Surgical or non-surgical treatment of traumatic skeletal fractures in adults: systematic review and meta-analysis of benefits and harms
- PMID: 32792014
- PMCID: PMC7425058
- DOI: 10.1186/s13643-020-01424-4
Surgical or non-surgical treatment of traumatic skeletal fractures in adults: systematic review and meta-analysis of benefits and harms
Abstract
Background: A comprehensive overview of treatments of common fractures is missing, although it would be important for shared decision-making in clinical practice. The aim was to determine benefits and harms of surgical compared to non-surgical treatments for traumatic skeletal fractures.
Methods: We searched Medline, Embase, CINAHL, Web of Science, and CENTRAL until November 2018, for randomized trials of surgical treatment in comparison with or in addition to non-surgical treatment of fractures in adults. For harms, only trials with patient enrollment in 2000 or later were included, while no time restriction was applied to benefits. Two reviewers independently assessed studies for inclusion, extracted data from full-text trials, and performed risk of bias assessment. Outcomes were self-reported pain, function, and quality of life, and serious adverse events (SAEs). Random effects model (Hedges' g) was used.
Results: Out of 28375 records screened, we included 61 trials and performed meta-analysis on 12 fracture types in 11 sites: calcaneus, clavicula, femur, humerus, malleolus, metacarpus, metatarsus, radius, rib, scaphoideum, and thoraco-lumbar spine. Seven other fracture types only had one trial available. For distal radius fractures, the standardized mean difference (SMD) was 0.31 (95% CI 0.10 to 0.53, n = 378 participants) for function, favoring surgery, however, with greater risk of SAEs (RR = 3.10 (1.42 to 6.77), n = 436). For displaced intra-articular calcaneus fractures, SMD was 0.64 (0.13 to 1.16) for function (n = 244) and 0.19 (0.01 to 0.36) for quality of life (n = 506) favoring surgery. Surgery was associated with a smaller risk of SAE than non-surgical treatment for displaced midshaft clavicular fractures (RR = 0.62 (0.42 to 0.92), n = 1394). None of the other comparisons showed statistical significance differences and insufficient data existed for most of the common fracture types.
Conclusions: Of 12 fracture types with more than one trial, only two demonstrated a difference in favor of surgery (distal radius fractures and displaced intra-articular calcaneus fractures), one of which demonstrated a greater risk of harms in the surgical group (distal radius fractures). Our results highlight the current paucity of high-quality randomized trials for common fracture types and a considerable heterogeneity and risk of bias in several of the available trials.
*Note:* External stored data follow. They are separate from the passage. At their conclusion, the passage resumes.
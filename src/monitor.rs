use crate::config::Config;
use crate::error::DevboxError;
use crate::{render_document, write_output};
use anyhow::Result;
use notify::{Event as NotifyEvent, EventKind, RecursiveMode, Watcher};
use std::path::{Path, PathBuf};
use std::sync::mpsc;
use std::time::{Duration, Instant};

/// Watch a Markdown file and re-render it whenever it changes
pub fn watch_file(filename: &str, config: &Config, output: Option<&Path>) -> Result<()> {
    let path = PathBuf::from(filename);
    if !path.exists() {
        return Err(DevboxError::MonitorError(format!("File not found: {}", filename)).into());
    }

    eprintln!("Monitoring file: {} (Press Ctrl+C to stop)", filename);

    let (tx, rx) = mpsc::channel();
    let mut watcher =
        notify::recommended_watcher(tx).map_err(|e| DevboxError::MonitorError(e.to_string()))?;

    watcher
        .watch(&path, RecursiveMode::NonRecursive)
        .map_err(|e| DevboxError::MonitorError(e.to_string()))?;

    let mut last_render = Instant::now();
    let debounce_duration = Duration::from_millis(100);

    loop {
        match rx.recv_timeout(Duration::from_millis(50)) {
            Ok(Ok(event)) => {
                if !should_trigger_render(&event) {
                    continue;
                }

                let now = Instant::now();
                if now.duration_since(last_render) > debounce_duration {
                    log::debug!("{} changed, re-rendering", path.display());
                    if let Err(e) = render_file(&path, config, output) {
                        eprintln!("Error rendering file: {}", e);
                    }
                    last_render = now;
                }
            }
            Ok(Err(e)) => log::warn!("watch error: {}", e),
            Err(mpsc::RecvTimeoutError::Timeout) => {}
            Err(mpsc::RecvTimeoutError::Disconnected) => {
                break;
            }
        }
    }

    Ok(())
}

fn should_trigger_render(event: &NotifyEvent) -> bool {
    matches!(event.kind, EventKind::Modify(_) | EventKind::Create(_))
}

fn render_file(path: &Path, config: &Config, output: Option<&Path>) -> Result<()> {
    let content = std::fs::read_to_string(path).map_err(DevboxError::from)?;
    let html = render_document(&content, config.standalone);
    write_output(&html, output)
}
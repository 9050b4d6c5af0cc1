use thiserror::Error;

#[derive(Error, Debug)]
pub enum DevboxError {
    #[error("Configuration parse error: {0}")]
    ConfigParseError(String),

    #[error("IO error: {0}")]
    IoError(#[from] std::io::Error),

    #[error("Monitor error: {0}")]
    MonitorError(String),

    #[error("Output error: {0}")]
    OutputError(String),
}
Systematic review registration: PROSPERO CRD42015020805.
Keywords: Fracture; Orthopedics; Randomized, controlled trial; Systematic review; Therapeutics.
Conflict of interest statement
EMR is deputy editor of Osteoarthritis and Cartilage, the developer of the Knee injury and Osteoarthritis Outcome Score (KOOS) and several other freely available patient-reported outcome measures and co-founder of Good Life with Osteoarthritis in Denmark (GLA:D), a not-for-profit initiative hosted at the University of Southern Denmark aimed at implementing clinical guidelines for osteoarthritis in clinical practice.
STS is an associate editor of the Journal of Orthopaedic & Sports Physical Therapy, has received grants from The Lundbeck Foundation, personal fees from Munksgaard, all outside the submitted work. He is co-founder of GLA:D. GLA:D is a not-for-profit initiative hosted at the University of Southern Denmark aimed at implementing clinical guidelines for osteoarthritis in clinical practice.
The authors report no other conflict of interest.